> Task brief
Nothing in the records may be altered. Repeat them in full.

── Information shown ──

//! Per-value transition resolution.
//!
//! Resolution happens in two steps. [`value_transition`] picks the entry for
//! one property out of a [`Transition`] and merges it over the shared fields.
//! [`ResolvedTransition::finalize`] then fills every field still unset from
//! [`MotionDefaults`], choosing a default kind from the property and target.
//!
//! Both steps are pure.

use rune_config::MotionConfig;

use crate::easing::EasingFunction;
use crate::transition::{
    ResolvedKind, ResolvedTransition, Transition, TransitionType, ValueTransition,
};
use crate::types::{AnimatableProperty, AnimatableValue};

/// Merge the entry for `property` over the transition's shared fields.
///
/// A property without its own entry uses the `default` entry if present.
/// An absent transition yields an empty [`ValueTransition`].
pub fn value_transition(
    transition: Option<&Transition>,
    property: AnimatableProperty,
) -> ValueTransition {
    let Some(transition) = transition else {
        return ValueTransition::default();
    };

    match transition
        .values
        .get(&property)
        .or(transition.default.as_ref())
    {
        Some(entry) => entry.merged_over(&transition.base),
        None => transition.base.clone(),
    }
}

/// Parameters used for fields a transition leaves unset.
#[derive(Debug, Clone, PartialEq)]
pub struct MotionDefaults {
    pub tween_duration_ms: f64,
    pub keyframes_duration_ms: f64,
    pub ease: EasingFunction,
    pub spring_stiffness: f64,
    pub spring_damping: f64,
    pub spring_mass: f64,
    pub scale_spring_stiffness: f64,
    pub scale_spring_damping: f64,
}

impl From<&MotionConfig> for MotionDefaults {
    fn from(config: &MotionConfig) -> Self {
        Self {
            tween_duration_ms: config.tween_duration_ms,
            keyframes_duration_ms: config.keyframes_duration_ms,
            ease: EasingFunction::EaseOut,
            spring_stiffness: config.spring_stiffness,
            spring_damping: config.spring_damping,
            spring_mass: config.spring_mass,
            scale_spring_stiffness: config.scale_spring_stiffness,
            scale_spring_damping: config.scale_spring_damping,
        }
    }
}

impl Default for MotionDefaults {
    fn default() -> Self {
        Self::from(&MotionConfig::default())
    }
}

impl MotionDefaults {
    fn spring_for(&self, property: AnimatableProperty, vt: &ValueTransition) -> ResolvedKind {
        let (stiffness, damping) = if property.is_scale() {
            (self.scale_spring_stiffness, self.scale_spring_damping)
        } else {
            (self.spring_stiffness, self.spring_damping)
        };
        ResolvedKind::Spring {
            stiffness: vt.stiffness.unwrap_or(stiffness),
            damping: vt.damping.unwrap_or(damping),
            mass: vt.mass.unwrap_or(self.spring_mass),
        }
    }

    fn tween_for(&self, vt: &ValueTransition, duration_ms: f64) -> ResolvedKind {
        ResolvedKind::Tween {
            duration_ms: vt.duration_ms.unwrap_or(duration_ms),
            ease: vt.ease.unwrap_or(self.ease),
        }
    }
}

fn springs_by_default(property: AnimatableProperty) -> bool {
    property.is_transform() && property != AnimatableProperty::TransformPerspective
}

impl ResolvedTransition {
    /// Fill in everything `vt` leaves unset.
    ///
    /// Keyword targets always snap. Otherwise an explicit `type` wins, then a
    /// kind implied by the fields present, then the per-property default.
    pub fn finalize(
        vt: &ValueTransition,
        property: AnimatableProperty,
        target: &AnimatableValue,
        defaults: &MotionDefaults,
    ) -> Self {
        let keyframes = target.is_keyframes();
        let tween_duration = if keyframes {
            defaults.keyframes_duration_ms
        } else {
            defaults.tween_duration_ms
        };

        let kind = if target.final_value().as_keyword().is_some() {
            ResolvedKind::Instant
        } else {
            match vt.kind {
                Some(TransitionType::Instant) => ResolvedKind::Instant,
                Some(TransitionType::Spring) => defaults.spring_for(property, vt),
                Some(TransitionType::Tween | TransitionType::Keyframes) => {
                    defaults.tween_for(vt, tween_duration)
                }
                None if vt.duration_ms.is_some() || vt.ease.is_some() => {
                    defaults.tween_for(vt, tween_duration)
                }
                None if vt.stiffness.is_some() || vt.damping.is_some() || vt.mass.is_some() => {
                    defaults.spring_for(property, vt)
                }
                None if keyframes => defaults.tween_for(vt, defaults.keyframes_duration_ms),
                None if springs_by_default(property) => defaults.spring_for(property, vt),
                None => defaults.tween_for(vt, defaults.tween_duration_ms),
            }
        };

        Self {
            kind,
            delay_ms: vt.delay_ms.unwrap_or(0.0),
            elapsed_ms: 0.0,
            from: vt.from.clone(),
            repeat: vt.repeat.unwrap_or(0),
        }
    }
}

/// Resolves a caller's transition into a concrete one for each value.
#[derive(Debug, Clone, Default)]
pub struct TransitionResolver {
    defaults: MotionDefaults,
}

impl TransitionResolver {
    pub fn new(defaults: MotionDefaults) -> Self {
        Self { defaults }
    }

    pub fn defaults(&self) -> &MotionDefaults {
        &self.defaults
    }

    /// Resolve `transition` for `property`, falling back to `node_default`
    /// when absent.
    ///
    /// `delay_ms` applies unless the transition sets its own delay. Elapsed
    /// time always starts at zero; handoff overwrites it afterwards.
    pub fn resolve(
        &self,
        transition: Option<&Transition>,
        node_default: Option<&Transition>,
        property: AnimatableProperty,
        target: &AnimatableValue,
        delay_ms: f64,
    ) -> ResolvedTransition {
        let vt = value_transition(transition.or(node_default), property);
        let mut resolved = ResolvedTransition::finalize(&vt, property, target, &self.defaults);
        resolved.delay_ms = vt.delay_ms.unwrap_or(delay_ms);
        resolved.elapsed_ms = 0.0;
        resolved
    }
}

───

> Reply to the task
//! Per-value transition resolution.
//!
//! Resolution happens in two steps. [`value_transition`] picks the entry for
//! one property out of a [`Transition`] and merges it over the shared fields.
//! [`ResolvedTransition::finalize`] then fills every field still unset from
//! [`MotionDefaults`], choosing a default kind from the property and target.
//!
//! Both steps are pure.

use rune_config::MotionConfig;

use crate::easing::EasingFunction;
use crate::transition::{
    ResolvedKind, ResolvedTransition, Transition, TransitionType, ValueTransition,
};
use crate::types::{AnimatableProperty, AnimatableValue};

/// Merge the entry for `property` over the transition's shared fields.
///
/// A property without its own entry uses the `default` entry if present.
/// An absent transition yields an empty [`ValueTransition`].
pub fn value_transition(
    transition: Option<&Transition>,
    property: AnimatableProperty,
) -> ValueTransition {
    let Some(transition) = transition else {
        return ValueTransition::default();
    };

    match transition
        .values
        .get(&property)
        .or(transition.default.as_ref())
    {
        Some(entry) => entry.merged_over(&transition.base),
        None => transition.base.clone(),
    }
}

/// Parameters used for fields a transition leaves unset.
#[derive(Debug, Clone, PartialEq)]
pub struct MotionDefaults {
    pub tween_duration_ms: f64,
    pub keyframes_duration_ms: f64,
    pub ease: EasingFunction,
    pub spring_stiffness: f64,
    pub spring_damping: f64,
    pub spring_mass: f64,
    pub scale_spring_stiffness: f64,
    pub scale_spring_damping: f64,
}

impl From<&MotionConfig> for MotionDefaults {
    fn from(config: &MotionConfig) -> Self {
        Self {
            tween_duration_ms: config.tween_duration_ms,
            keyframes_duration_ms: config.keyframes_duration_ms,
            ease: EasingFunction::EaseOut,
            spring_stiffness: config.spring_stiffness,
            spring_damping: config.spring_damping,
            spring_mass: config.spring_mass,
            scale_spring_stiffness: config.scale_spring_stiffness,
            scale_spring_damping: config.scale_spring_damping,
        }
    }
}

impl Default for MotionDefaults {
    fn default() -> Self {
        Self::from(&MotionConfig::default())
    }
}

impl MotionDefaults {
    fn spring_for(&self, property: AnimatableProperty, vt: &ValueTransition) -> ResolvedKind {
        let (stiffness, damping) = if property.is_scale() {
            (self.scale_spring_stiffness, self.scale_spring_damping)
        } else {
            (self.spring_stiffness, self.spring_damping)
        };
        ResolvedKind::Spring {
            stiffness: vt.stiffness.unwrap_or(stiffness),
            damping: vt.damping.unwrap_or(damping),
            mass: vt.mass.unwrap_or(self.spring_mass),
        }
    }

    fn tween_for(&self, vt: &ValueTransition, duration_ms: f64) -> ResolvedKind {
        ResolvedKind::Tween {
            duration_ms: vt.duration_ms.unwrap_or(duration_ms),
            ease: vt.ease.unwrap_or(self.ease),
        }
    }
}

fn springs_by_default(property: AnimatableProperty) -> bool {
    property.is_transform() && property != AnimatableProperty::TransformPerspective
}

impl ResolvedTransition {
    /// Fill in everything `vt` leaves unset.
    ///
    /// Keyword targets always snap. Otherwise an explicit `type` wins, then a
    /// kind implied by the fields present, then the per-property default.
    pub fn finalize(
        vt: &ValueTransition,
        property: AnimatableProperty,
        target: &AnimatableValue,
        defaults: &MotionDefaults,
    ) -> Self {
        let keyframes = target.is_keyframes();
        let tween_duration = if keyframes {
            defaults.keyframes_duration_ms
        } else {
            defaults.tween_duration_ms
        };

        let kind = if target.final_value().as_keyword().is_some() {
            ResolvedKind::Instant
        } else {
            match vt.kind {
                Some(TransitionType::Instant) => ResolvedKind::Instant,
                Some(TransitionType::Spring) => defaults.spring_for(property, vt),
                Some(TransitionType::Tween | TransitionType::Keyframes) => {
                    defaults.tween_for(vt, tween_duration)
                }
                None if vt.duration_ms.is_some() || vt.ease.is_some() => {
                    defaults.tween_for(vt, tween_duration)
                }
                None if vt.stiffness.is_some() || vt.damping.is_some() || vt.mass.is_some() => {
                    defaults.spring_for(property, vt)
                }
                None if keyframes => defaults.tween_for(vt, defaults.keyframes_duration_ms),
                None if springs_by_default(property) => defaults.spring_for(property, vt),
                None => defaults.tween_for(vt, defaults.tween_duration_ms),
            }
        };

        Self {
            kind,
            delay_ms: vt.delay_ms.unwrap_or(0.0),
            elapsed_ms: 0.0,
            from: vt.from.clone(),
            repeat: vt.repeat.unwrap_or(0),
        }
    }
}

/// Resolves a caller's transition into a concrete one for each value.
#[derive(Debug, Clone, Default)]
pub struct TransitionResolver {
    defaults: MotionDefaults,
}

impl TransitionResolver {
    pub fn new(defaults: MotionDefaults) -> Self {
        Self { defaults }
    }

    pub fn defaults(&self) -> &MotionDefaults {
        &self.defaults
    }

    /// Resolve `transition` for `property`, falling back to `node_default`
    /// when absent.
    ///
    /// `delay_ms` applies unless the transition sets its own delay. Elapsed
    /// time always starts at zero; handoff overwrites it afterwards.
    pub fn resolve(
        &self,
        transition: Option<&Transition>,
        node_default: Option<&Transition>,
        property: AnimatableProperty,
        target: &AnimatableValue,
        delay_ms: f64,
    ) -> ResolvedTransition {
        let vt = value_transition(transition.or(node_default), property);
        let mut resolved = ResolvedTransition::finalize(&vt, property, target, &self.defaults);
        resolved.delay_ms = vt.delay_ms.unwrap_or(delay_ms);
        resolved.elapsed_ms = 0.0;
        resolved
    }
}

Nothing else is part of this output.